EXERCISE OBJECTIVE:
How do the lines below between the ones holding "pub use bus::SystemBus;" and "below keeps the", inclusive, read? Give them again exactly, with no other lines.

MATERIAL FOR THIS EXERCISE:
——————

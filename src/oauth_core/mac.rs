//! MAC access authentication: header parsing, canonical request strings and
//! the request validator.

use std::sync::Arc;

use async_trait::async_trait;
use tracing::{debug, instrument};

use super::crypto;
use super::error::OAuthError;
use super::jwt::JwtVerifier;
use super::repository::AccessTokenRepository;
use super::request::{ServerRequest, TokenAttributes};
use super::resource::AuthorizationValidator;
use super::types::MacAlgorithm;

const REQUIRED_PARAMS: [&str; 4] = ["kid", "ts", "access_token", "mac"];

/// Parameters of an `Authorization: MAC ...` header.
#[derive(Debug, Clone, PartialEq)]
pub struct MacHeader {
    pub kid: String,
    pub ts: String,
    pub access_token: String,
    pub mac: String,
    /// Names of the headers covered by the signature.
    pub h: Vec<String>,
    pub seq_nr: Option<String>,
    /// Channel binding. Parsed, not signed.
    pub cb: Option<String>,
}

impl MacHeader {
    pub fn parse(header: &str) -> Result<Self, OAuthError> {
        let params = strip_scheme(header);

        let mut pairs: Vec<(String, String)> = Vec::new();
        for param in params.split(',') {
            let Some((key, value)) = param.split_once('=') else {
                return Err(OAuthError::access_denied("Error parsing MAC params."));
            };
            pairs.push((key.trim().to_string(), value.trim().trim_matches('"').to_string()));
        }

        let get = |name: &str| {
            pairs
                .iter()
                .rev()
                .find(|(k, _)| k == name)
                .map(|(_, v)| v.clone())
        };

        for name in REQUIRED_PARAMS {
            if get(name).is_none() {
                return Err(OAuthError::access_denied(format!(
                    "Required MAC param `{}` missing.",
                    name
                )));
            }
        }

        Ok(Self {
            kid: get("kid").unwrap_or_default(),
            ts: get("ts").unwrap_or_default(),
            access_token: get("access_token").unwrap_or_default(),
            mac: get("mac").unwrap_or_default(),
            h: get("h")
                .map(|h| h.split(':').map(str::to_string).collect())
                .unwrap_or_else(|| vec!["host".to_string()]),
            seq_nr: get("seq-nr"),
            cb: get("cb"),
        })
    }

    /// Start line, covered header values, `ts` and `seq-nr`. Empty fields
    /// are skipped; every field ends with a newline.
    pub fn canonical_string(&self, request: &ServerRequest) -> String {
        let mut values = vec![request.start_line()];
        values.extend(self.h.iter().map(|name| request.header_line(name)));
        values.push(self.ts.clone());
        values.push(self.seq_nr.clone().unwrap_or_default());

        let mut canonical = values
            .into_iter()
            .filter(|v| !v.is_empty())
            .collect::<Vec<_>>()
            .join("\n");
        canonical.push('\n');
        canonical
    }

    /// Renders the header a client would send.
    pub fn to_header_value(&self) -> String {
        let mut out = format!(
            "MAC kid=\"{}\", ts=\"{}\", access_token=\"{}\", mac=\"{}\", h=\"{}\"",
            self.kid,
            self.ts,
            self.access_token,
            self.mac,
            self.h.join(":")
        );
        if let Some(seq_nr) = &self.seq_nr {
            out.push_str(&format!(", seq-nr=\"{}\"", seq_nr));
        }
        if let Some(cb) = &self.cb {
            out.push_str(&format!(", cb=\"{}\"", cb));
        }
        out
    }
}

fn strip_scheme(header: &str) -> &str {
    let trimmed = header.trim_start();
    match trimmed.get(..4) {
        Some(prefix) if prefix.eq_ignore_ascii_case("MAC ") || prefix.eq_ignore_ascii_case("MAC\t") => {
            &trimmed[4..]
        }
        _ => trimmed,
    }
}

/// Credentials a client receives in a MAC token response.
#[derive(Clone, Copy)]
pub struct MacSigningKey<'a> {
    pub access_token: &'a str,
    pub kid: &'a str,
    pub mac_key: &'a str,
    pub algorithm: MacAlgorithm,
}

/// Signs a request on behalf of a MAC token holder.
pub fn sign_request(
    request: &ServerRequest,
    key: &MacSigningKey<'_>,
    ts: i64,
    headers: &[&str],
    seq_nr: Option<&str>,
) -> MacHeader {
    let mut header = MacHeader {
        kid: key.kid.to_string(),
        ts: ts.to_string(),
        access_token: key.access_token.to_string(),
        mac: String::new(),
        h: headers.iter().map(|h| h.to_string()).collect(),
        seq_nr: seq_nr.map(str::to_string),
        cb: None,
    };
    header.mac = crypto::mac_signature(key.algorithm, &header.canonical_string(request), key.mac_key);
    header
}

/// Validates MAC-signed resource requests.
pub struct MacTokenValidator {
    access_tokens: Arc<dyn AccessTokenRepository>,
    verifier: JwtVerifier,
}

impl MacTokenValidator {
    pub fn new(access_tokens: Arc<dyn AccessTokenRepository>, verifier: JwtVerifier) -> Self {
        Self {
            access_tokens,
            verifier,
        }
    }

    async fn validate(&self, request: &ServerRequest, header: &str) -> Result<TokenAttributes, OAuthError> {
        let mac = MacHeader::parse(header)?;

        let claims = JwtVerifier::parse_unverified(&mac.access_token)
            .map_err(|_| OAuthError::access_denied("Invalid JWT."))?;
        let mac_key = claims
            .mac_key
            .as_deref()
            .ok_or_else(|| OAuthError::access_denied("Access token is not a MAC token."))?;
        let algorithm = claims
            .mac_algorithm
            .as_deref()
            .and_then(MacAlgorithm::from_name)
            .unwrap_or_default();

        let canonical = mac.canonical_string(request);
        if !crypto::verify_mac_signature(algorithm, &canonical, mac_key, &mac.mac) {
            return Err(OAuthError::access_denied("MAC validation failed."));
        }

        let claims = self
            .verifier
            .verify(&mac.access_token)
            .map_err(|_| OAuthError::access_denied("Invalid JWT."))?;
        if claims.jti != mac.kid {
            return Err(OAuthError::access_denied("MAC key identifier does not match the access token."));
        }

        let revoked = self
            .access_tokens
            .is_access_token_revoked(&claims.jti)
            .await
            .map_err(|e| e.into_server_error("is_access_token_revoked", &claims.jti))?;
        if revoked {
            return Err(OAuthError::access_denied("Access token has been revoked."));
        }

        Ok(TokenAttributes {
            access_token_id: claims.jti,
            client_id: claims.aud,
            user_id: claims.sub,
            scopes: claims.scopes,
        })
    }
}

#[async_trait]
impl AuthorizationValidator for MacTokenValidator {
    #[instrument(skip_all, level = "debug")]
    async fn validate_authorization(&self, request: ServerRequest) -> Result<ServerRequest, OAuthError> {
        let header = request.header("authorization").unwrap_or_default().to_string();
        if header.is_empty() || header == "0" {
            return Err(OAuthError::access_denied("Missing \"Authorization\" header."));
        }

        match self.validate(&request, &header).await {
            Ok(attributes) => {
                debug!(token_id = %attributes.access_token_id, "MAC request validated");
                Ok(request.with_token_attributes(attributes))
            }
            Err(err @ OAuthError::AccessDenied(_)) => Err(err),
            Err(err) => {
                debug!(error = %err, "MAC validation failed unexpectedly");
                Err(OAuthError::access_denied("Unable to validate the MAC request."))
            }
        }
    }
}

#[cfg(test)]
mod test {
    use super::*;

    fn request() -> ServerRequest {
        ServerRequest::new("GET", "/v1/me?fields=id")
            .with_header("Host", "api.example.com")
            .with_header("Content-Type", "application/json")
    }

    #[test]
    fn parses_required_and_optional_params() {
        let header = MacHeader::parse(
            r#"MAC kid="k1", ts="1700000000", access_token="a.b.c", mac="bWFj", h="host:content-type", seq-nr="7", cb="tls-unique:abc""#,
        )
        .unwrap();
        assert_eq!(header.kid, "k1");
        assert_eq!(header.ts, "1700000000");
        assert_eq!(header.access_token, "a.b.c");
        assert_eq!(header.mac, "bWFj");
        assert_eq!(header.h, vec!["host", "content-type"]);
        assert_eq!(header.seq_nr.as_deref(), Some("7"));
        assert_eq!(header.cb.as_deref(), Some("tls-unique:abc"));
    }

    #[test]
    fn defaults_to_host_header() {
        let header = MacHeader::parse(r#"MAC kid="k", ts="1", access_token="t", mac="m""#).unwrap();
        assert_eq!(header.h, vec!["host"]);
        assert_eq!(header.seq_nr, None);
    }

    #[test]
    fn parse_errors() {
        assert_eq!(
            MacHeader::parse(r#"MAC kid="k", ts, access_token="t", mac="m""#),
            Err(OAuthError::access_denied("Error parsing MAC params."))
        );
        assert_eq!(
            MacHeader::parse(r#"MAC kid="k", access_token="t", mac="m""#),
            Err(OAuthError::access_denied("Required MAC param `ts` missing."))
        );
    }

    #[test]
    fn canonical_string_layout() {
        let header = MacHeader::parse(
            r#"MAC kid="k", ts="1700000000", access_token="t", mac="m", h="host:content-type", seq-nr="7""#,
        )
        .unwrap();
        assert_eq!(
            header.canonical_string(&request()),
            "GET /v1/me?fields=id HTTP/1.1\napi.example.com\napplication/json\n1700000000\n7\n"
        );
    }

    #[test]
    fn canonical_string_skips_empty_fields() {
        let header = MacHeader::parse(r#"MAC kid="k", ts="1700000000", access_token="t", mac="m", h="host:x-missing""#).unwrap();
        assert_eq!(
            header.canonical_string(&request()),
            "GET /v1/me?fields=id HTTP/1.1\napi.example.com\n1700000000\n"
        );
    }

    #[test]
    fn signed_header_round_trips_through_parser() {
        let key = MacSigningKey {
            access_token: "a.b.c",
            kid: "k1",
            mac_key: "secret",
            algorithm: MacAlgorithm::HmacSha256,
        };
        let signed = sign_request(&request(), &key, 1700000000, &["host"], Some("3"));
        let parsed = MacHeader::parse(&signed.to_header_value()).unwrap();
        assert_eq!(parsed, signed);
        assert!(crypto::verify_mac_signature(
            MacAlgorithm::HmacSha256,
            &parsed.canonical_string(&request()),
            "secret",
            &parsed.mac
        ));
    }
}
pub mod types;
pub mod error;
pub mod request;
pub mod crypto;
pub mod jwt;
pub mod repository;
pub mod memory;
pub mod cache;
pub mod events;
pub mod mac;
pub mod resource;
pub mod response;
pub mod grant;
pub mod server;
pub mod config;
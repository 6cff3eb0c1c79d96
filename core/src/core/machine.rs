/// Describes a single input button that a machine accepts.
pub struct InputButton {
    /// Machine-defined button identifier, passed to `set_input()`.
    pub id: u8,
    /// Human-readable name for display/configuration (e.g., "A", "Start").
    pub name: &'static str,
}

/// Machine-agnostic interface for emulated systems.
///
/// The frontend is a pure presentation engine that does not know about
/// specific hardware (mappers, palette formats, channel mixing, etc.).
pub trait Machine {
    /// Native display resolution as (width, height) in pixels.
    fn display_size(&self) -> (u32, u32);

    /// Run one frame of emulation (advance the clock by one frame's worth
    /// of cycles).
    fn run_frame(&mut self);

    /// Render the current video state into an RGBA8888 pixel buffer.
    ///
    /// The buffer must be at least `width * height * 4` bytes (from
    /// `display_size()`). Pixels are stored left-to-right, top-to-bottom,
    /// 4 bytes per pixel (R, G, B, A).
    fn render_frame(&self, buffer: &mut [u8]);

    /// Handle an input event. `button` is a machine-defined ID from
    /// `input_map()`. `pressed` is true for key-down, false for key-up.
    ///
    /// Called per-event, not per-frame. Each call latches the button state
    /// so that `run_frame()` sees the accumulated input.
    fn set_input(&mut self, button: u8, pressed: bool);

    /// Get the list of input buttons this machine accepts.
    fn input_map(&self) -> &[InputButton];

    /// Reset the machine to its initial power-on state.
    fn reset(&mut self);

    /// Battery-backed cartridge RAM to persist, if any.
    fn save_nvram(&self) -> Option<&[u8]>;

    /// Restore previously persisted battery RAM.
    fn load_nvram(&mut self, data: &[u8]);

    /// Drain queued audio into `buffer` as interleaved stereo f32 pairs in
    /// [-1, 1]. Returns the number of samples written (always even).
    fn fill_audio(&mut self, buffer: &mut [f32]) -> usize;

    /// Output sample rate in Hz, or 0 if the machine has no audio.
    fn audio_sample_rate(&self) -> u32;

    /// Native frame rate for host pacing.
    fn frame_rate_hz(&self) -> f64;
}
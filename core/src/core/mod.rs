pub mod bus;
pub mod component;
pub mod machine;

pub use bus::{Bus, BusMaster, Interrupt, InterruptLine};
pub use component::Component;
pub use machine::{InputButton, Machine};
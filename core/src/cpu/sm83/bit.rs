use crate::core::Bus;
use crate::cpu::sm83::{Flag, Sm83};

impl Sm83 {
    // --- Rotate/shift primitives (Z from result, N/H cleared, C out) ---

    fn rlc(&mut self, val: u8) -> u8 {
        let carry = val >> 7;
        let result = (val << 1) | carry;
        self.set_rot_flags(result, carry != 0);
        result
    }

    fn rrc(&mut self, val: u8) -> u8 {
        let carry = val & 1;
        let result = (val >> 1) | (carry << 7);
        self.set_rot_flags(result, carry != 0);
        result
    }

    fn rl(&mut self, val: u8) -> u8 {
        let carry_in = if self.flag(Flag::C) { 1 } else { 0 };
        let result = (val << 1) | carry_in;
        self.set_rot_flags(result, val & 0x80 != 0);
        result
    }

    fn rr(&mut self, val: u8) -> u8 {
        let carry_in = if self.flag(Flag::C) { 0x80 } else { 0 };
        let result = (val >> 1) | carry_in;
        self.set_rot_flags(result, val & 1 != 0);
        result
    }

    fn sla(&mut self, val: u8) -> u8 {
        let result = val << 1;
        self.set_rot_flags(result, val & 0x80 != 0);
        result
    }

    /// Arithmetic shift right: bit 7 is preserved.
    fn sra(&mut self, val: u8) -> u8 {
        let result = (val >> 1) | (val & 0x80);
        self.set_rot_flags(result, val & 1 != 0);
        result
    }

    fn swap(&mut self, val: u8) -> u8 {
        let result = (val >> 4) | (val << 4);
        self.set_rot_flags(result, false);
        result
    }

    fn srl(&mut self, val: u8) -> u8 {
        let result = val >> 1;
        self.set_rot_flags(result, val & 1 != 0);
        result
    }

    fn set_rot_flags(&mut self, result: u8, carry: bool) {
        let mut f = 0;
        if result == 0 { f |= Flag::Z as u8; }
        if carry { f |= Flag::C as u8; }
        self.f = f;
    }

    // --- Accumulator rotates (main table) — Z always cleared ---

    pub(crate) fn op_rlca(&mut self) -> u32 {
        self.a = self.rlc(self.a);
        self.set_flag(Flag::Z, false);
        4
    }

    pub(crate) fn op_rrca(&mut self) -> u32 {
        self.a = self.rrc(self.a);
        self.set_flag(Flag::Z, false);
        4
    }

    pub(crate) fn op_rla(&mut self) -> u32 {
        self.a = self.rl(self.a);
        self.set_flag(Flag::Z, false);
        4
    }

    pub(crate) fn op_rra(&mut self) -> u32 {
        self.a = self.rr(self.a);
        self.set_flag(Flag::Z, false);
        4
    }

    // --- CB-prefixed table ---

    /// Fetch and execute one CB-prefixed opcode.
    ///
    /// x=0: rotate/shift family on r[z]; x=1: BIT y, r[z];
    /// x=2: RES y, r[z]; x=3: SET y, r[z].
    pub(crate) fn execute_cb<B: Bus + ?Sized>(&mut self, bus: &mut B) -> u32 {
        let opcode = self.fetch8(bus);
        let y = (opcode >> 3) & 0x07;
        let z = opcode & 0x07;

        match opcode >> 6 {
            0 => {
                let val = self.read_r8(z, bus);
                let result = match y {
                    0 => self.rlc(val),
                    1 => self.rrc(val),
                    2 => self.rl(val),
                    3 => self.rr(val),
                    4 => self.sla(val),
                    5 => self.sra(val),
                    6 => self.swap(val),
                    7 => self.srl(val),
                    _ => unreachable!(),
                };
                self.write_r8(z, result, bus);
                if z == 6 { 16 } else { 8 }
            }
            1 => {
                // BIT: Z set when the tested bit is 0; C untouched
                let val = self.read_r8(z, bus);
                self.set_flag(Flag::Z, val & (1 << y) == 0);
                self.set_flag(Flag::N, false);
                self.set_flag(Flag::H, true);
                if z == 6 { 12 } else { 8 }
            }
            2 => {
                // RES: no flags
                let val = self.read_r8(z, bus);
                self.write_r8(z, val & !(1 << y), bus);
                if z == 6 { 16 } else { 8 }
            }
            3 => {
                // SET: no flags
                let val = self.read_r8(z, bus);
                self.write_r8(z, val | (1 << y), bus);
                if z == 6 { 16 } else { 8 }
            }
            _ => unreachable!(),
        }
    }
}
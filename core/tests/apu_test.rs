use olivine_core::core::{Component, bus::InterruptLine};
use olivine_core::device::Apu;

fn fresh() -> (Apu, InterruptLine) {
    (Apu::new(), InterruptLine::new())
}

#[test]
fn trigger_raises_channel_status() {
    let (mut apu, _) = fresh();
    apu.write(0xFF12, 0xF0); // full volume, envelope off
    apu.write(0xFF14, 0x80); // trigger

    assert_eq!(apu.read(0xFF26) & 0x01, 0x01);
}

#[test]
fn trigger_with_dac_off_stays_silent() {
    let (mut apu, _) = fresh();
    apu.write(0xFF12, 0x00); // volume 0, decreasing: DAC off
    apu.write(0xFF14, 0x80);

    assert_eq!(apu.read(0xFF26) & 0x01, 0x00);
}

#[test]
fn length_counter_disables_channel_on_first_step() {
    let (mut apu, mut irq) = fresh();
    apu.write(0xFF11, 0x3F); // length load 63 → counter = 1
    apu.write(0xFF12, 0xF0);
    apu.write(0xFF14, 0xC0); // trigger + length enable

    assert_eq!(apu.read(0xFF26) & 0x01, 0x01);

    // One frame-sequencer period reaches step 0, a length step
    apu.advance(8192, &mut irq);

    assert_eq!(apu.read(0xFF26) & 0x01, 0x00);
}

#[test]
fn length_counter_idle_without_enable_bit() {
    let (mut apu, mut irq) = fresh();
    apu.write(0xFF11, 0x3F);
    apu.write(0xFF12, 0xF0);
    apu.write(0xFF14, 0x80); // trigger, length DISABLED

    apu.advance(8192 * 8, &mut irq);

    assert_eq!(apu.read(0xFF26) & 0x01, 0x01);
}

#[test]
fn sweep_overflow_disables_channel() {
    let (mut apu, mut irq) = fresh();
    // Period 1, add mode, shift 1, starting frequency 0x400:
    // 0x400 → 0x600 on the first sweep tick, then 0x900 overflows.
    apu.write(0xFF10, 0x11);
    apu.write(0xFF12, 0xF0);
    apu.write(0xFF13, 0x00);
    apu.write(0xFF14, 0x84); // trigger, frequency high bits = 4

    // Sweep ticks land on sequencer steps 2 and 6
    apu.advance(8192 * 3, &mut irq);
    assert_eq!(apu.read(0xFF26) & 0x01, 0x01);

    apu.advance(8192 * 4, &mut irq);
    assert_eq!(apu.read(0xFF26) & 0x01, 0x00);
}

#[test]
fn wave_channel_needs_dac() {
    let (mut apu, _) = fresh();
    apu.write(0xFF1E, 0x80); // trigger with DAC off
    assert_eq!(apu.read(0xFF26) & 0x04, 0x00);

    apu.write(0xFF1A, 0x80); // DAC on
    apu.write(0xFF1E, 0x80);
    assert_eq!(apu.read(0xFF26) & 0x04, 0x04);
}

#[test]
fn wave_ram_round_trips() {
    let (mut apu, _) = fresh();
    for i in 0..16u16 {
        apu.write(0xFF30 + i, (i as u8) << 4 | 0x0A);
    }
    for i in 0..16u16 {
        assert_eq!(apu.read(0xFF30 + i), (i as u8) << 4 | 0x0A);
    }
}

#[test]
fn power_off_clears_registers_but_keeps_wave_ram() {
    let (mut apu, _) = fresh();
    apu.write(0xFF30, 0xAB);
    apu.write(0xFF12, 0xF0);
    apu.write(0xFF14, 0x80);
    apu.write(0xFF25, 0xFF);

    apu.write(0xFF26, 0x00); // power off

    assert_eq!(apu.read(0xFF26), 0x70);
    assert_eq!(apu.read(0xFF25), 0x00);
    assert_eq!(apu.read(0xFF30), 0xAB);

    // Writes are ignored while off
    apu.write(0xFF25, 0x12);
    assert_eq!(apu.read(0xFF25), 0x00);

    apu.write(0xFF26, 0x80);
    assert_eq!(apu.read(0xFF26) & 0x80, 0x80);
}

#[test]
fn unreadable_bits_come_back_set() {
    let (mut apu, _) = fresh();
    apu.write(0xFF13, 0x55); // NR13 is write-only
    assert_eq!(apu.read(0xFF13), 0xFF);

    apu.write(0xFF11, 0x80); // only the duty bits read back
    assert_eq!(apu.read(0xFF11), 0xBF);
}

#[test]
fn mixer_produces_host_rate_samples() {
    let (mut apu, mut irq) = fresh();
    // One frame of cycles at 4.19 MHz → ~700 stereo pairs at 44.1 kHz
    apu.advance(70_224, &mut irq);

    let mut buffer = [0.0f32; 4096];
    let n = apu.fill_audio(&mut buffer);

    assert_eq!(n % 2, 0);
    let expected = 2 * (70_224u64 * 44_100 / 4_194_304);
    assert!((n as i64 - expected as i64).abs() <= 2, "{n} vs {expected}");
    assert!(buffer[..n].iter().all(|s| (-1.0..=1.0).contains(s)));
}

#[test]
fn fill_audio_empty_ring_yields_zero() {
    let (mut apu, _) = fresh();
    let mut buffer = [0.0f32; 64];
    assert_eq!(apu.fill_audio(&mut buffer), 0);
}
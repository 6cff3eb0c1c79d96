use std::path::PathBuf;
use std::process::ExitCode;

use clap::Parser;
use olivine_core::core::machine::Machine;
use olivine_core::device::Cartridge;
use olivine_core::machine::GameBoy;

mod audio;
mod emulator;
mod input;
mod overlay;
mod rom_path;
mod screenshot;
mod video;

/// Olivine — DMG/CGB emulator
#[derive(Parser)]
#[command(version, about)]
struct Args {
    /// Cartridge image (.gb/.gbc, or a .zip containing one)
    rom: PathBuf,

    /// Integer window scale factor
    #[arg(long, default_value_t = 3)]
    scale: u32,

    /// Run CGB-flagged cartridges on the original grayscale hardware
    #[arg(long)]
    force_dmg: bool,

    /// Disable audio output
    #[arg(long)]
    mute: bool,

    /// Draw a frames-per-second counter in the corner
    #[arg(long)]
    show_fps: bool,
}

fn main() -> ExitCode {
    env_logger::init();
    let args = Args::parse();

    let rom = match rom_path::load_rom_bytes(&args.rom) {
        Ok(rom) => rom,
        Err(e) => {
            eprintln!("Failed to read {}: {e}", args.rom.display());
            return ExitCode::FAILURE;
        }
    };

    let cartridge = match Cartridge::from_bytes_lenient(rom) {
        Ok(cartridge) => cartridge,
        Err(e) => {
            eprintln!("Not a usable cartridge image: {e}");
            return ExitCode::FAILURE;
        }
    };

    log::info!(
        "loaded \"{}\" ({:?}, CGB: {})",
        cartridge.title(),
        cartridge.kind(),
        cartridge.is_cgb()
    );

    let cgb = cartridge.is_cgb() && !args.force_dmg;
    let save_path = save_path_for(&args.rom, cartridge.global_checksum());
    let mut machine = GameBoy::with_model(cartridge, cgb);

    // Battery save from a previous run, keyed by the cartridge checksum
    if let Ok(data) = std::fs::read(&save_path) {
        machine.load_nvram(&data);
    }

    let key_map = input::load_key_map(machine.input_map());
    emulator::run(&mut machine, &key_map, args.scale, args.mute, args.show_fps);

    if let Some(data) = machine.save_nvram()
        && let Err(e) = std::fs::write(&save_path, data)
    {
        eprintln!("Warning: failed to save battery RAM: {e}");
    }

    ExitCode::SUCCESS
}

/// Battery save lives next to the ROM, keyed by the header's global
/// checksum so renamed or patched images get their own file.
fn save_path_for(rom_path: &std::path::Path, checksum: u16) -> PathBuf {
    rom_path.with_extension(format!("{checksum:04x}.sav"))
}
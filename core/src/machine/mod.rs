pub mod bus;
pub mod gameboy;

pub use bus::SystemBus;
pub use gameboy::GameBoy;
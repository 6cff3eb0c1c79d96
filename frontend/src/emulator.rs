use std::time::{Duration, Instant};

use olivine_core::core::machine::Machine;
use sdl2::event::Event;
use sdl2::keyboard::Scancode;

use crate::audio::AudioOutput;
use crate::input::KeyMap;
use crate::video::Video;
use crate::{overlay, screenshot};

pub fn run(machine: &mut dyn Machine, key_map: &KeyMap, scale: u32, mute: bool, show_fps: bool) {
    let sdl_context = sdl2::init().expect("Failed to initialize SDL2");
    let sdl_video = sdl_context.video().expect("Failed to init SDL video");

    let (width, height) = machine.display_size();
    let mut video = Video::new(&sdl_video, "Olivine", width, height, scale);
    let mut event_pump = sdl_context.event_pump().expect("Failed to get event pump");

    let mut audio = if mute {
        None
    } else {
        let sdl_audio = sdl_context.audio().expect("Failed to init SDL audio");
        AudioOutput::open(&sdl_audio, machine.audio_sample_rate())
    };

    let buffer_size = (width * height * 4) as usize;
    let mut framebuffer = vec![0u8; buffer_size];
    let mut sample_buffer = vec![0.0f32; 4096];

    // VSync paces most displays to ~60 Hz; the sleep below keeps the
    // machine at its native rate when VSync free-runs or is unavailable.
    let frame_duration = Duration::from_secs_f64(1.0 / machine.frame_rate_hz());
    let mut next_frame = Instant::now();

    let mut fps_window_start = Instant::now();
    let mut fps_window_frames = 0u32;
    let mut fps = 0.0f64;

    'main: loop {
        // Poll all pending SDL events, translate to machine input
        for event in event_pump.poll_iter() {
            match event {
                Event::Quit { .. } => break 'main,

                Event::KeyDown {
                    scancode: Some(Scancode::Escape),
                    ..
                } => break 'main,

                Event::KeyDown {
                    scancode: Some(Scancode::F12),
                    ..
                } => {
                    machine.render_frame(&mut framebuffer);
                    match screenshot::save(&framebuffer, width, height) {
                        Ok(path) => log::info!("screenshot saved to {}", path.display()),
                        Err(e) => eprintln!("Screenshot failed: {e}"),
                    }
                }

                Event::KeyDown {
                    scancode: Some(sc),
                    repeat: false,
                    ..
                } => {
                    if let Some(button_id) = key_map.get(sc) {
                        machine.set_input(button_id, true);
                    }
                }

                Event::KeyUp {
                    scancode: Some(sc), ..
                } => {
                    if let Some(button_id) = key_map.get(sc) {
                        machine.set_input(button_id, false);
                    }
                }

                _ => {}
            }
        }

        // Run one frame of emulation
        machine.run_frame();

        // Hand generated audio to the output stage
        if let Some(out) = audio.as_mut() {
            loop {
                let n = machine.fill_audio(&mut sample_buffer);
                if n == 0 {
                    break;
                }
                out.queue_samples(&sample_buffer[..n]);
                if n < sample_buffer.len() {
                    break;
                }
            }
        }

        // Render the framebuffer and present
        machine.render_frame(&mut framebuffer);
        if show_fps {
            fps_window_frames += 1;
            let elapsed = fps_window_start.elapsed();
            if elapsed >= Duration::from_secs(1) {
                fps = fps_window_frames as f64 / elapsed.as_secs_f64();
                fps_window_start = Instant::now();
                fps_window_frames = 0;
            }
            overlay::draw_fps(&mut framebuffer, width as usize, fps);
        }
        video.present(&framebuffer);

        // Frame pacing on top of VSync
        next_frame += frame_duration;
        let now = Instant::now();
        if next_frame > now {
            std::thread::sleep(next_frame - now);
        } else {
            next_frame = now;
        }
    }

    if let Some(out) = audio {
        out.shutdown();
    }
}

——————

EXPECTED OUTPUT:
pub use bus::SystemBus;
pub use gameboy::GameBoy;
repository 6cff3eb0c1c79d96
filename frontend/src/emulator.rs
use std::time::{Duration, Instant};

use olivine_core::core::machine::Machine;
use sdl2::event::Event;
use sdl2::keyboard::Scancode;

use crate::audio::AudioOutput;
use crate::input::KeyMap;
use crate::video::Video;
use crate::{overlay, screenshot};

pub fn run(machine: &mut dyn Machine, key_map: &KeyMap, scale: u32, mute: bool, show_fps: bool) {
    let sdl_context = sdl2::init().expect("Failed to initialize SDL2");
    let sdl_video = sdl_context.video().expect("Failed to init SDL video");

    let (width, height) = machine.display_size();
    let mut video = Video::new(&sdl_video, "Olivine", width, height, scale);
    let mut event_pump = sdl_context.event_pump().expect("Failed to get event pump");

    let mut audio = if mute {
        None
    } else {
        let sdl_audio = sdl_context.audio().expect("Failed to init SDL audio");
        AudioOutput::open(&sdl_audio, machine.audio_sample_rate())
    };

    let buffer_size = (width * height * 4) as usize;
    let mut framebuffer = vec![0u8; buffer_size];
    let mut sample_buffer = vec![0.0f32; 4096];

    // VSync paces most displays to ~60 Hz; the sleep below keeps the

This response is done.